TASK -> Go over the entries and report the lines where the word "filename" occurs.

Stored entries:
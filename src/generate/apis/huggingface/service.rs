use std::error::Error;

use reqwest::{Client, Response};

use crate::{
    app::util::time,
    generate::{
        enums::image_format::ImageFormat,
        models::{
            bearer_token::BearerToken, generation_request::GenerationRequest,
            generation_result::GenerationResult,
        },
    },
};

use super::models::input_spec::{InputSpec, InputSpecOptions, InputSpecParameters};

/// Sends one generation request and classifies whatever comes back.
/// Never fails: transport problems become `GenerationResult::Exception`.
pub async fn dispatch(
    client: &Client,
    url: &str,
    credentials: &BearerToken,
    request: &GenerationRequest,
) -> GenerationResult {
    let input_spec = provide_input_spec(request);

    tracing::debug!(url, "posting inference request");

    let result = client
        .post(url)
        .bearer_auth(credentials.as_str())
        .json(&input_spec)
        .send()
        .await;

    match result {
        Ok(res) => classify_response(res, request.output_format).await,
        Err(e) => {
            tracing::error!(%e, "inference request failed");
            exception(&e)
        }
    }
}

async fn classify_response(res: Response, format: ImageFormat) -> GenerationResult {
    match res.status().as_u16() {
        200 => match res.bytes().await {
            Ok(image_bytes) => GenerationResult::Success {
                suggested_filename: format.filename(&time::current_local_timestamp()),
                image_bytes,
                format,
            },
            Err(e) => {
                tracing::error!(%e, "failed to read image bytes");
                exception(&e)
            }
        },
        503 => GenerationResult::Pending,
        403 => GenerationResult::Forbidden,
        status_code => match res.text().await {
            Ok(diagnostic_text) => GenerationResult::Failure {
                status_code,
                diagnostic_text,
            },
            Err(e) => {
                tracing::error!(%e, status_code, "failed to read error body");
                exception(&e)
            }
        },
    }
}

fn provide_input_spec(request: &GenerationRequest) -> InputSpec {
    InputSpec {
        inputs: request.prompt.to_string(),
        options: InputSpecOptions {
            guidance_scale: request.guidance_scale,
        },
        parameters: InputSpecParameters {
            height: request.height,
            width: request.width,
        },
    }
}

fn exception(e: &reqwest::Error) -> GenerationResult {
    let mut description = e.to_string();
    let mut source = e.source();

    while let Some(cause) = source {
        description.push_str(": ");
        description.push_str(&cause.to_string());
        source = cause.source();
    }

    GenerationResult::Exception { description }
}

WRITTEN RESPONSE ->
filename src/generate/apis/huggingface/service.rs
                suggested_filename: format.filename(&time::current_local_timestamp()),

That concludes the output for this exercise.